С ним происходило что-то странное — сказав пару слов или сделав мелкое движение, он надолго замирал в неподвижности, причём лицо его становилось строго-задумчивым, словно им овладевала какая-то тайная мысль. При этом он отчего-то норовил повернуть лицо так, чтобы Т. постоянно видел его анфас — как барышня, которая знает, под каким углом она выглядит привлекательнее, и всё время старается показаться именно в этом ракурсе.

Вскоре Победоносцев вернулся в гостиную.

— Присаживайтесь к столу, граф. А то вы всё ходите, ходите, как-то не по себе делается…

Т. сел в одно из кресел у стола.

— Отчего такие грустные лица? — продолжал Победоносцев. — Уныние — смертный грех. Не гневите создателя.

— Граф Т. не нуждается в подобных советах, — сказал Достоевский с улыбкой. — Он, знаете ли, был лично знаком с создателем, но потерял к нему интерес. Теперь он сам творец своего мира.

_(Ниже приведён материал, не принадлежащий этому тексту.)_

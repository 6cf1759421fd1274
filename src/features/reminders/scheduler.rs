//! # Reminder Scheduler
//!
//! Checks the reminder list at startup and then once per minute. A reminder
//! whose due date has passed fires a notification (when permitted) and is
//! rescheduled one period ahead; without permission it is rescheduled silently.
//!
//! - **Version**: 1.2.0
//! - **Since**: 0.1.0
//!
//! ## Changelog
//! - 1.2.0: First check runs at startup instead of one interval later
//! - 1.1.0: Split the pure `check_due` step out of the polling loop
//! - 1.0.0: Minute polling loop

use chrono::{DateTime, TimeZone, Utc};
use log::{debug, info, warn};
use std::sync::Arc;
use std::time::Duration;

use super::notifier::{NotificationPermission, Notifier};
use super::reminder::Reminder;
use crate::assistant::Assistant;

pub const CHECK_INTERVAL: Duration = Duration::from_secs(60);
pub const NOTIFICATION_TITLE: &str = "Watering Reminder";

pub fn notification_body(plant_name: &str) -> String {
    format!("It's time to water your {plant_name}.")
}

/// One reminder that fired during a check
#[derive(Debug, Clone, PartialEq, Eq)]
pub struct FiredReminder {
    pub id: String,
    pub plant_name: String,
    pub was_due: i64,
    pub next_due_date: i64,
    /// Whether a notification was actually shown
    pub notified: bool,
}

/// Fire and reschedule every reminder due at `now`
///
/// Each reminder advances at most one period per check.
pub fn check_due<Tz: TimeZone>(
    reminders: &mut [Reminder],
    now: DateTime<Utc>,
    tz: &Tz,
    notifier: &dyn Notifier,
) -> Vec<FiredReminder> {
    let now_ms = now.timestamp_millis();
    let permitted = notifier.permission() == NotificationPermission::Granted;
    let mut fired = Vec::new();

    for reminder in reminders.iter_mut().filter(|r| r.is_due(now_ms)) {
        let was_due = reminder.next_due_date;

        let notified = if permitted {
            match notifier.show(NOTIFICATION_TITLE, &notification_body(&reminder.plant_name)) {
                Ok(()) => true,
                Err(e) => {
                    warn!("Failed to show reminder {}: {e}", reminder.id);
                    false
                }
            }
        } else {
            info!(
                "Reminder {} for {} is due but notifications are not permitted",
                reminder.id, reminder.plant_name
            );
            false
        };

        reminder.advance(tz);
        debug!(
            "Rescheduled reminder {} from {} to {}",
            reminder.id, was_due, reminder.next_due_date
        );

        fired.push(FiredReminder {
            id: reminder.id.clone(),
            plant_name: reminder.plant_name.clone(),
            was_due,
            next_due_date: reminder.next_due_date,
            notified,
        });
    }

    fired
}

/// Background task driving reminder checks
pub struct ReminderScheduler {
    assistant: Arc<Assistant>,
}

impl ReminderScheduler {
    pub fn new(assistant: Arc<Assistant>) -> Self {
        Self { assistant }
    }

    /// Check reminders now and then every [`CHECK_INTERVAL`], forever
    pub async fn run(self) {
        info!("⏰ Reminder scheduler started (every {CHECK_INTERVAL:?})");
        let mut ticker = tokio::time::interval(CHECK_INTERVAL);
        ticker.set_missed_tick_behavior(tokio::time::MissedTickBehavior::Delay);

        loop {
            ticker.tick().await;
            let fired = self.assistant.check_reminders().await;
            if !fired.is_empty() {
                info!("Fired {} reminder(s)", fired.len());
            }
        }
    }
}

— Неужели? — поднял бровь Победоносцев. — А как тогда объяснить его присутствие в этой комнате?

— Граф полагает, — пояснил Достоевский, мстительно глянув на Т., — что он в настоящий момент висит в безвидной пустоте и сам себя думает. А всех остальных придумывают разные черти. И эту комнату, и вас, Константин Петрович, и даже туман за окном.

— Вот оно как, — сказал Победоносцев. — Ну да, подобные взгляды в наше время не редкость. Я сейчас начинаю работу над вторым томом «Тщеты кипящего разумения» — это богословский трактат, к которому прилагается справочник о новейших сектах. Если во взглядах графа есть известная оригинальность, буду счастлив уделить ему место между Талмудизмом и Травославием.

— Травославие? — удивился Достоевский. — А это ещё что, Константин Петрович?

— Это пришедшее из Эфиопии суеверие, распространившееся среди питерских мазуриков. Вы их наверняка видели — они носят египетский крест в форме буквы «Т», который, по их мнению, символизирует Троицу и одновременно слово «ты». Я чуть не сорвал голос, доказывая этим людям, что служение Господу и опьянение коноплёй — две вещи несовместных. Но они не верят. Вы, граф, тоже учите чему-то подобному?

— Я ничему не учу, — ответил Т. сухо. — А если говорить о религии, то определённые аспекты моего личного жизненного опыта не позволяют мне поклоняться творцу этой серой мглы…

И он кивнул в сторону окна.

— Что же это за аспекты? — спросил Победоносцев, прищуриваясь.

— Граф полагает, — опять вмешался Достоевский, — что мы просто сражающиеся гладиаторы, в чьей жизни нет и тени смысла. Куклы, которых дёргают за ниточки сменяющиеся кукловоды.

— Так и есть, — сказал Победоносцев. — Только ведь происходит это по нашим грехам, граф. Этого вы не станете отрицать?

Т. пожал плечами. Победоносцев внимательно глядел на него, ожидая ответа. Т. вздохнул — ввязываться в спор не хотелось, но вежливость требовала.

— Наши грехи, — сказал он, — на самом деле вовсе не наши. Их совершают те самые кукловоды, которые сперва наполняют нас страстями. А потом они же обличают нас в совершённом, притворяясь нашей совестью. То, что мы принимаем сначала за свой грех, а потом за своё раскаяние, есть две составные части одного и того же механизма, позволяющего им удерживать над нами абсолютную власть. Сначала нас вынуждают нырять в пучину мерзости, а потом заставляют лить над ошибкой слезы и считать себя негодяями. Но делают это участники одной банды, которые по очереди овладевают нашей душой. Они вовсе не противостоят друг другу, они действуют сообща. Победоносцев сделал круглые глаза.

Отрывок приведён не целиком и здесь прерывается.